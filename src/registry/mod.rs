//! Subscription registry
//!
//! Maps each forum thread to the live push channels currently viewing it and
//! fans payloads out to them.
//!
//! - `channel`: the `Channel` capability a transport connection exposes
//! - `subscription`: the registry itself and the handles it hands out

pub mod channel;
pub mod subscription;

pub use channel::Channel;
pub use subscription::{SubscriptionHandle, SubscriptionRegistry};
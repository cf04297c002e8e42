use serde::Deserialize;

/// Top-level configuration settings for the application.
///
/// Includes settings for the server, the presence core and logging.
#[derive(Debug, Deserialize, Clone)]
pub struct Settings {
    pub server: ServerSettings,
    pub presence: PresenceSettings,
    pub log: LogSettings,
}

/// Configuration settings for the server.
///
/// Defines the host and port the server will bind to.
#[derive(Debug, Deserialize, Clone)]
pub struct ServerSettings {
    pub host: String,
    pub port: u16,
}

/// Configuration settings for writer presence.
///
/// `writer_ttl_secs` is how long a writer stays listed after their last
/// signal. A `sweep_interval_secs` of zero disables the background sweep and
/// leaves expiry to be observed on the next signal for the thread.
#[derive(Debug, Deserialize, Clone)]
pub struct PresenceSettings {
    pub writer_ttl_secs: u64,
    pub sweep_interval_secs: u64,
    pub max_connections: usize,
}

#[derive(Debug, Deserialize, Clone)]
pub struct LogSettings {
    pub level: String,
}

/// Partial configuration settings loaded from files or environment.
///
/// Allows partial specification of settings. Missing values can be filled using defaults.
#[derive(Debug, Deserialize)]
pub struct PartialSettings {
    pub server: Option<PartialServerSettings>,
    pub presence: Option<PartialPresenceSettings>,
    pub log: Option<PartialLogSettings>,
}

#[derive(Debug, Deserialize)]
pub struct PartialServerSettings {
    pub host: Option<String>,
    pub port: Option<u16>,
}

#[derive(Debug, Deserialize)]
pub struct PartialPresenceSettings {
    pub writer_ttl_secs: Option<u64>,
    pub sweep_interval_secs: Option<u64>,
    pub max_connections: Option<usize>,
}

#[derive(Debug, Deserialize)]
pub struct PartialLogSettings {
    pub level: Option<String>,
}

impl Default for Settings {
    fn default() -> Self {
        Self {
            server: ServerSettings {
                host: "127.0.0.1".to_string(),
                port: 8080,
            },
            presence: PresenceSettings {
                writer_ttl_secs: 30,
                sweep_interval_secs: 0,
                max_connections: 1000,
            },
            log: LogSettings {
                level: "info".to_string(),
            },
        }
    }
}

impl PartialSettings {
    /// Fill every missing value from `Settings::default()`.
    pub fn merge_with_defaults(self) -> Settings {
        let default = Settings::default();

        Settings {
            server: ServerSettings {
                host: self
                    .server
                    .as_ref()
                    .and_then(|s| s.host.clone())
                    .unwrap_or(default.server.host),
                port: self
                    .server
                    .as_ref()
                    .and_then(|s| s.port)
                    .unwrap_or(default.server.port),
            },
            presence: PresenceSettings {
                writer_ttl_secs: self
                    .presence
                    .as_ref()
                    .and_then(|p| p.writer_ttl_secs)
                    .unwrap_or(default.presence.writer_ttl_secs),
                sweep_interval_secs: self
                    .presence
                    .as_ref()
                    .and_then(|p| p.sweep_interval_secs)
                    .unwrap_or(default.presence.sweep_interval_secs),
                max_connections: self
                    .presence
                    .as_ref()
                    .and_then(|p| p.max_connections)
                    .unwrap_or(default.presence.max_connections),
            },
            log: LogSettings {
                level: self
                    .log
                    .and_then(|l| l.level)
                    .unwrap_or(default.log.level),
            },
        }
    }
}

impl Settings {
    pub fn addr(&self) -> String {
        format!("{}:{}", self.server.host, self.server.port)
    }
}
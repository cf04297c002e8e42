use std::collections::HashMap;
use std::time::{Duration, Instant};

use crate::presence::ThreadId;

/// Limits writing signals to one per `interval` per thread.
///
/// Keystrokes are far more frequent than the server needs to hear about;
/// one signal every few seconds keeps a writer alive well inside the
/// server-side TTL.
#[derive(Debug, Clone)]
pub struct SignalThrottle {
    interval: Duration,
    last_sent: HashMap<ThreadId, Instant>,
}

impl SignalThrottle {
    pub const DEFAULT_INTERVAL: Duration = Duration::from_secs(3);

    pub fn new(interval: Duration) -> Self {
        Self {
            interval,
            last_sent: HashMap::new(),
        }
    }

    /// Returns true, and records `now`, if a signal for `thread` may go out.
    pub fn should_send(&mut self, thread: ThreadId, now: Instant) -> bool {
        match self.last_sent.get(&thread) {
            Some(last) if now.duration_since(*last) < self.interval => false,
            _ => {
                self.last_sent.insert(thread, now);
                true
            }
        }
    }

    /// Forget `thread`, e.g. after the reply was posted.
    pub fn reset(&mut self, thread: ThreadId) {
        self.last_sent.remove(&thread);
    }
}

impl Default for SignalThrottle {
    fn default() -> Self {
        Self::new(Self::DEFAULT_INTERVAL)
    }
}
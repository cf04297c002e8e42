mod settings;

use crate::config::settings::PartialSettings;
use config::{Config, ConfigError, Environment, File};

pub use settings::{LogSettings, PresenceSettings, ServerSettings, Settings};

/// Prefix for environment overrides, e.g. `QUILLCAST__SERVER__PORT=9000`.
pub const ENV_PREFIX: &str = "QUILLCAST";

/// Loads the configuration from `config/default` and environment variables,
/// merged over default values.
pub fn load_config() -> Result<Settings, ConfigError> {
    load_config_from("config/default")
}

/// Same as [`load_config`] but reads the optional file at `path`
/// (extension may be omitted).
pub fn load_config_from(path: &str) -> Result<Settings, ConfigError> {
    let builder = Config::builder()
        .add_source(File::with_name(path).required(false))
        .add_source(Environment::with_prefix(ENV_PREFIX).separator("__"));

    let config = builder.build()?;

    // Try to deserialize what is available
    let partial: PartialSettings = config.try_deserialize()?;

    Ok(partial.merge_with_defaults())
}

┄┄┄┄┄┄┄┄┄┄

WHAT THE EXERCISE ASKS - Repeat exactly the lines above from the one with "let builder = Config::builder()" up to and including the one with "let partial: PartialSettings". No other line belongs in the reply.

EXERCISE ANSWER -
    let builder = Config::builder()
        .add_source(File::with_name(path).required(false))
        .add_source(Environment::with_prefix(ENV_PREFIX).separator("__"));

    let config = builder.build()?;

    // Try to deserialize what is available
    let partial: PartialSettings = config.try_deserialize()?;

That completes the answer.